== WORKING DATA ==

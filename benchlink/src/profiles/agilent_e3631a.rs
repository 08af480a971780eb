use crate::profile::{Command, InstrumentKind, OptionTable, Param, Profile, Reply, Template};

/// Agilent E3631A triple output supply. The E36313A answers the same commands.
pub fn profile() -> Profile {
    let profile = Profile::new("E3631A", "Agilent", "E3631A", InstrumentKind::PowerSupply)
        .alias("E36313A")
        .with_table(OptionTable::new("supply", &["P6V", "P25V", "N25V"]))
        .with_table(super::state_table())
        .with_table(OptionTable::with_literals(
            "beeper",
            &[("OFF", ";"), ("ON", ";:SYSTem:BEEPer;")],
        ))
        .with_command(Command::write(
            "configure",
            "Select an output, program it and set the display",
            Template::new(
                ":INSTrument {supply};:VOLTage {voltage};:CURRent {current};:DISPlay {display}{beeper}",
                vec![
                    Param::choice("supply", "supply").default(1),
                    Param::number("voltage").default(0),
                    Param::number("current").default(0),
                    Param::choice("display", "state").default(1),
                    Param::choice("beeper", "beeper").default(1),
                ],
            ),
        ))
        .with_command(Command::write(
            "output",
            "Enable or disable all outputs",
            Template::new(":OUTPut {state};", vec![Param::choice("state", "state").default(1)]),
        ))
        .with_command(Command::measure("supply", "Selected output", Reply::Text, ":INSTrument?"))
        .with_command(Command::measure(
            "outputVoltage",
            "Voltage of the selected output",
            Reply::Float,
            ":MEASure:VOLTage?",
        ))
        .with_command(Command::measure(
            "outputCurrent",
            "Current of the selected output",
            Reply::Float,
            ":MEASure:CURRent?",
        ))
        .with_command(Command::measure(
            "applied",
            "Programmed voltage and current",
            Reply::Text,
            ":APPLy?",
        ))
        .with_command(Command::measure("outputState", "Output state", Reply::Text, ":OUTPut?"));
    super::common(profile)
}

#[cfg(test)]
mod tests {
    use super::*;
    use crate::profile::Args;

    #[test]
    fn configure_with_beeper() {
        let profile = profile();
        let args = Args::new()
            .with("supply", "N25V")
            .with("voltage", -12.5)
            .with("current", 0.25)
            .with("display", 0)
            .with("beeper", "ON");
        assert_eq!(
            profile.render("configure", &args).unwrap(),
            ":INSTrument N25V;:VOLTage -12.5;:CURRent 0.25;:DISPlay OFF;:SYSTem:BEEPer;"
        );
    }

    #[test]
    fn output_switch() {
        let profile = profile();
        assert_eq!(
            profile.render("output", &Args::new().with("state", "on")).unwrap(),
            ":OUTPut ON;"
        );
        assert_eq!(profile.render("output", &Args::new()).unwrap(), ":OUTPut ON;");
        assert_eq!(
            profile.render("output", &Args::new().with("state", 0)).unwrap(),
            ":OUTPut OFF;"
        );
    }
}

===

_YOUR OBJECTIVE_
Your reply should hold all the lines from the listing above in which "number" appears.

_TASK SOLUTION_
                    Param::number("voltage").default(0),
                    Param::number("current").default(0),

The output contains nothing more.